Stored data
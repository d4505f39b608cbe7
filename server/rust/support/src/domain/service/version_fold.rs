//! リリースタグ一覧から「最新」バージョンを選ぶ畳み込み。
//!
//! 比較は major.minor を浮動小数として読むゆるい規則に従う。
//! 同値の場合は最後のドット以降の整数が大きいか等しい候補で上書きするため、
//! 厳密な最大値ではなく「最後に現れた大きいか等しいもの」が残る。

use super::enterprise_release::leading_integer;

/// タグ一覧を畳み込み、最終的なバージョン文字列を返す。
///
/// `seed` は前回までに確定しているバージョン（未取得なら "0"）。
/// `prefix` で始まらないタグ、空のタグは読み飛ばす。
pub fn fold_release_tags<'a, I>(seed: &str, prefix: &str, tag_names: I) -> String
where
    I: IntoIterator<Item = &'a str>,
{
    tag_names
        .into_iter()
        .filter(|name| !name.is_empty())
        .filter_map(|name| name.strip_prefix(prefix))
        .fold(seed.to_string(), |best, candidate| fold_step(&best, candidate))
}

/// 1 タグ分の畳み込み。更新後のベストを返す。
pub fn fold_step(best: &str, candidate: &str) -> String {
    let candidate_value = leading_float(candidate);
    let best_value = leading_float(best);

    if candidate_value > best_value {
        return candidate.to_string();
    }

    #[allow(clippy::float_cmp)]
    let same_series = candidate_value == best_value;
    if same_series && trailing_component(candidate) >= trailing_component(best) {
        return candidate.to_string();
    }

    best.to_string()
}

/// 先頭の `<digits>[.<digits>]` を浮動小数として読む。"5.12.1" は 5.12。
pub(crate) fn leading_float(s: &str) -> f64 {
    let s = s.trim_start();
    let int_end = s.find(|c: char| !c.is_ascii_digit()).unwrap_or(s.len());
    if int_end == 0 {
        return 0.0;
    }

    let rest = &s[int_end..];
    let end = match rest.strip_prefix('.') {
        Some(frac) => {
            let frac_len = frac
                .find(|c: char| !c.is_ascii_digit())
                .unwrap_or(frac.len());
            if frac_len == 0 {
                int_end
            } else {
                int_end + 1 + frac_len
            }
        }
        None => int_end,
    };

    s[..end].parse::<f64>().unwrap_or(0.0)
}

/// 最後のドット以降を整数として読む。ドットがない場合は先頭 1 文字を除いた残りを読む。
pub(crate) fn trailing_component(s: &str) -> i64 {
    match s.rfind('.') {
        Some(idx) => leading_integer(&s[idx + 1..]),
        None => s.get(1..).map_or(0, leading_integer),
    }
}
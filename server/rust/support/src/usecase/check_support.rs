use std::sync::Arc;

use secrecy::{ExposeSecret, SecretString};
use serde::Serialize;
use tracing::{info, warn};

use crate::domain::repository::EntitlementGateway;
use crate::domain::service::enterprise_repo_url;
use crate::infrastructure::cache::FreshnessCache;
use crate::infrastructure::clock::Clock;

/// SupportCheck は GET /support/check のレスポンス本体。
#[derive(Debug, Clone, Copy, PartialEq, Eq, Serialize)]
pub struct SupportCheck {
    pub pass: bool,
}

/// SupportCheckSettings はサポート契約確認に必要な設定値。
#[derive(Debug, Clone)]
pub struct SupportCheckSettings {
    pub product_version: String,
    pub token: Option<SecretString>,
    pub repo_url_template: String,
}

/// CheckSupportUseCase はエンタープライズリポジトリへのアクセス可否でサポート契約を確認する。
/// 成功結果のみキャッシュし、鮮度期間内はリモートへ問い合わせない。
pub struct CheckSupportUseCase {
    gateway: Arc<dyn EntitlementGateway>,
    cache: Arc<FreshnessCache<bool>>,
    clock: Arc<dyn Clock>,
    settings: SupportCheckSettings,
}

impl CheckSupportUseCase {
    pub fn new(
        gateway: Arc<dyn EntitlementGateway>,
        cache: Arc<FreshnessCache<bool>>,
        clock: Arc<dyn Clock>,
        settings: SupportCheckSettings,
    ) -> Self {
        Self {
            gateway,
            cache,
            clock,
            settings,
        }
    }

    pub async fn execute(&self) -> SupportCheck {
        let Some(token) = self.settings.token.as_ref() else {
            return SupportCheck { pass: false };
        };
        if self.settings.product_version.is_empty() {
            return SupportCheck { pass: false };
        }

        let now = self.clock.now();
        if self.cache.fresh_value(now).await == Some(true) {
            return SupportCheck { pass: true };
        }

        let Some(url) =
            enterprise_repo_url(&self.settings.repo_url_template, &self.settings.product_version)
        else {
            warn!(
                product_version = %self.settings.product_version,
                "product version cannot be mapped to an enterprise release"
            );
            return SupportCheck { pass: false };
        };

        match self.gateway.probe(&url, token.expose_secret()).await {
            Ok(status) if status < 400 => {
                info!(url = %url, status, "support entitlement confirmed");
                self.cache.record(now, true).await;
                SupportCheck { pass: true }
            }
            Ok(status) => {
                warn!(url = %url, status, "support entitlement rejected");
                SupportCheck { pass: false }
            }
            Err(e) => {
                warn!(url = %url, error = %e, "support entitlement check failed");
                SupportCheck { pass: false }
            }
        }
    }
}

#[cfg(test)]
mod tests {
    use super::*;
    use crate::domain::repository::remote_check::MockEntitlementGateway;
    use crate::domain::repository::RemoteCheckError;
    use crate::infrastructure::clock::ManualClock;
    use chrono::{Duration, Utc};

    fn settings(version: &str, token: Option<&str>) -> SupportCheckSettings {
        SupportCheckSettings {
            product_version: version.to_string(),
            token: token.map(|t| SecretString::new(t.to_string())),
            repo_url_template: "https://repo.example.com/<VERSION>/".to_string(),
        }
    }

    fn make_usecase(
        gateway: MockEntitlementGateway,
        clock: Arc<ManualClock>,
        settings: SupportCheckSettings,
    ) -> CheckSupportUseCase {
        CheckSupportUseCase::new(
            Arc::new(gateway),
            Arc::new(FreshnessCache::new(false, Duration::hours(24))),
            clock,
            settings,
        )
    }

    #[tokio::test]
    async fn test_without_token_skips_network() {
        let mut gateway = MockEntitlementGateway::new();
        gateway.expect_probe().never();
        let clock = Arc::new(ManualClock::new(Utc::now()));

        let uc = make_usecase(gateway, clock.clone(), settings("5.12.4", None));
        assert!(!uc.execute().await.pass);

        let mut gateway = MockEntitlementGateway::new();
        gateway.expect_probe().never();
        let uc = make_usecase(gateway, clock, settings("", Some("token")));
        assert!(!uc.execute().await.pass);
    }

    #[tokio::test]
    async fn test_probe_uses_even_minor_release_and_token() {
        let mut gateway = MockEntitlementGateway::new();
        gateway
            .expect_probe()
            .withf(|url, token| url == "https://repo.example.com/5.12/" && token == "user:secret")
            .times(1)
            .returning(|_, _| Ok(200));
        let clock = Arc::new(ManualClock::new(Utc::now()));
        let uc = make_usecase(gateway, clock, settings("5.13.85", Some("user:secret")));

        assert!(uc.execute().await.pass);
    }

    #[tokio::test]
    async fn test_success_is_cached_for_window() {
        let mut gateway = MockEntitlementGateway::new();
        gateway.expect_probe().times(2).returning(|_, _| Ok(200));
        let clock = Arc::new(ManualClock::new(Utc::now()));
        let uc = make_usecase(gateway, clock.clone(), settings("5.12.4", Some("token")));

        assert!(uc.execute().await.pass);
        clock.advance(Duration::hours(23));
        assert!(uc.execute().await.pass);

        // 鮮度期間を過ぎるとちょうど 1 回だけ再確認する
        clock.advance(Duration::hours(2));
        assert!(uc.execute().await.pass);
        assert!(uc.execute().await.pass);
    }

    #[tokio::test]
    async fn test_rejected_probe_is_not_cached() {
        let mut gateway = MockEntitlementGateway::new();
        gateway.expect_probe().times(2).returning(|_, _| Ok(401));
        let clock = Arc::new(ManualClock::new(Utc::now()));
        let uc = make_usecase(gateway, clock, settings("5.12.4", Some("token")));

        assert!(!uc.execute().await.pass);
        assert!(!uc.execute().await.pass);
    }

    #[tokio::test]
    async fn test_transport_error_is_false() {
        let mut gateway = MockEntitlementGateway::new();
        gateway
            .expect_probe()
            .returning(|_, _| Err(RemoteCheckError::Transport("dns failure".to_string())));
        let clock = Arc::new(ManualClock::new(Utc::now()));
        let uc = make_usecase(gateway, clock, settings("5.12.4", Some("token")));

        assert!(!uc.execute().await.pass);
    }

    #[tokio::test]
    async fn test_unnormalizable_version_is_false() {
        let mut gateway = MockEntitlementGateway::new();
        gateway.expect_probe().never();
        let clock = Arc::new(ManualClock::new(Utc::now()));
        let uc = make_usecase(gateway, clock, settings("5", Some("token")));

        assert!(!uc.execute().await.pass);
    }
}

● **How to complete this task**
Please provide nothing but the number of lines in the records that hold the string "returning".

● **Answer space**
4